__PROBLEM TO SOLVE__. Collect each line of the records containing the string "Contributor".

__DATA EXTRACTS__.

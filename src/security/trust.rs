//! Graduated trust: who is this user, and how much rope do they get.
//!
//! The forge-reported role sets a base score; repo history nudges it
//! inside [-0.3, +0.2]; moderation thresholds scale with the result.
//! Owners are immune to moderation because the owner account is the one
//! used to exercise the system.

use std::collections::HashMap;
use std::sync::Arc;
use std::sync::Mutex;
use std::time::{Duration, Instant};

use anyhow::Result;
use chrono::{DateTime, Utc};
use serde::{Deserialize, Serialize};

use crate::config::RepoDescriptor;
use crate::errors::SecurityError;
use crate::ports::{Forge, RepoRole, UserHistoryData};

/// Cache entries expire after this.
const CACHE_TTL: Duration = Duration::from_secs(600);

/// Trust tier derived from the forge role.
#[derive(Debug, Clone, Copy, PartialEq, Eq, Serialize, Deserialize)]
#[serde(rename_all = "lowercase")]
pub enum TrustTier {
    Owner,
    Maintainer,
    Reviewer,
    Contributor,
    Participant,
    Unknown,
}

impl TrustTier {
    pub fn from_role(role: RepoRole) -> Self {
        match role {
            RepoRole::Owner | RepoRole::Admin => Self::Owner,
            RepoRole::Maintainer => Self::Maintainer,
            RepoRole::Write => Self::Reviewer,
            RepoRole::Triage => Self::Contributor,
            RepoRole::Read => Self::Participant,
            RepoRole::None => Self::Unknown,
        }
    }

    pub fn base_score(&self) -> f64 {
        match self {
            Self::Owner => 1.0,
            Self::Maintainer => 0.85,
            Self::Reviewer => 0.75,
            Self::Contributor => 0.50,
            Self::Participant => 0.30,
            Self::Unknown => 0.0,
        }
    }

    pub fn as_str(&self) -> &'static str {
        match self {
            Self::Owner => "owner",
            Self::Maintainer => "maintainer",
            Self::Reviewer => "reviewer",
            Self::Contributor => "contributor",
            Self::Participant => "participant",
            Self::Unknown => "unknown",
        }
    }
}

/// A resolved user with history-adjusted trust.
#[derive(Debug, Clone, Serialize, Deserialize)]
pub struct TrustProfile {
    pub username: String,
    pub tier: TrustTier,
    pub base_score: f64,
    pub history_modifier: f64,
    pub effective_score: f64,
    pub history: UserHistoryData,
    pub last_updated: DateTime<Utc>,
}

impl TrustProfile {
    pub fn is_owner(&self) -> bool {
        self.tier == TrustTier::Owner
    }
}

/// Moderation thresholds derived from an effective trust score.
#[derive(Debug, Clone, Copy, PartialEq)]
pub struct Thresholds {
    pub flag: f64,
    pub block: f64,
    /// `f64::INFINITY` means reporting is off for this user.
    pub report: f64,
}

/// Thresholds scale with trust: trusted users need near-certain evidence
/// before the agent acts against them. The block bound is inclusive: a
/// confidence exactly at the threshold still blocks.
pub fn compute_thresholds(effective_score: f64) -> Thresholds {
    let t = effective_score.clamp(0.0, 1.0);
    Thresholds {
        flag: 0.5 + 0.3 * t,
        block: 0.8 + 0.19 * t,
        report: if t >= 0.75 { f64::INFINITY } else { 0.95 },
    }
}

/// Additive history modifier, clamped to [-0.3, +0.2].
fn history_modifier(history: &UserHistoryData) -> f64 {
    let merged = (0.02 * history.merged_prs as f64).min(0.1);
    let issues = (0.01 * history.closed_valid_issues as f64).min(0.05);
    let engagement = match history.total_comments {
        0..=19 => 0.0,
        20..=99 => 0.01,
        _ => 0.02,
    };
    let flags = (0.05 * history.prior_flags as f64).min(0.15);
    let blocks = (0.15 * history.prior_blocks as f64).min(0.3);
    (merged + issues + engagement - flags - blocks).clamp(-0.3, 0.2)
}

/// Resolves trust profiles through the forge, with a short TTL cache.
pub struct TrustResolver {
    forge: Arc<dyn Forge>,
    cache: Mutex<HashMap<String, (TrustProfile, Instant)>>,
}

impl TrustResolver {
    pub fn new(forge: Arc<dyn Forge>) -> Self {
        Self {
            forge,
            cache: Mutex::new(HashMap::new()),
        }
    }

    fn cache_key(repo: &RepoDescriptor, username: &str) -> String {
        format!("{}:{}/{}:{}", repo.platform, repo.owner, repo.name, username)
    }

    /// Resolve a user's trust profile, serving from cache when fresh.
    pub async fn resolve(
        &self,
        repo: &RepoDescriptor,
        username: &str,
    ) -> Result<TrustProfile, SecurityError> {
        let key = Self::cache_key(repo, username);
        if let Ok(cache) = self.cache.lock() {
            if let Some((profile, at)) = cache.get(&key) {
                if at.elapsed() < CACHE_TTL {
                    return Ok(profile.clone());
                }
            }
        }

        let role = self
            .forge
            .get_repo_role(repo, username)
            .await
            .map_err(|e| SecurityError::TrustLookupFailed {
                username: username.to_string(),
                message: e.to_string(),
            })?;
        let history = self
            .forge
            .get_user_history(repo, username)
            .await
            .map_err(|e| SecurityError::TrustLookupFailed {
                username: username.to_string(),
                message: e.to_string(),
            })?;

        let tier = TrustTier::from_role(role);
        let base_score = tier.base_score();
        let modifier = history_modifier(&history);
        let profile = TrustProfile {
            username: username.to_string(),
            tier,
            base_score,
            history_modifier: modifier,
            effective_score: (base_score + modifier).clamp(0.0, 1.0),
            history,
            last_updated: Utc::now(),
        };

        if let Ok(mut cache) = self.cache.lock() {
            cache.insert(key, (profile.clone(), Instant::now()));
        }
        Ok(profile)
    }

    /// Drop a user's cached profile (after moderation acts on them).
    pub fn invalidate(&self, repo: &RepoDescriptor, username: &str) {
        if let Ok(mut cache) = self.cache.lock() {
            cache.remove(&Self::cache_key(repo, username));
        }
    }
}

__ANSWER FOR THE TASK__.
    Contributor,
            RepoRole::Triage => Self::Contributor,
            Self::Contributor => 0.50,
            Self::Contributor => "contributor",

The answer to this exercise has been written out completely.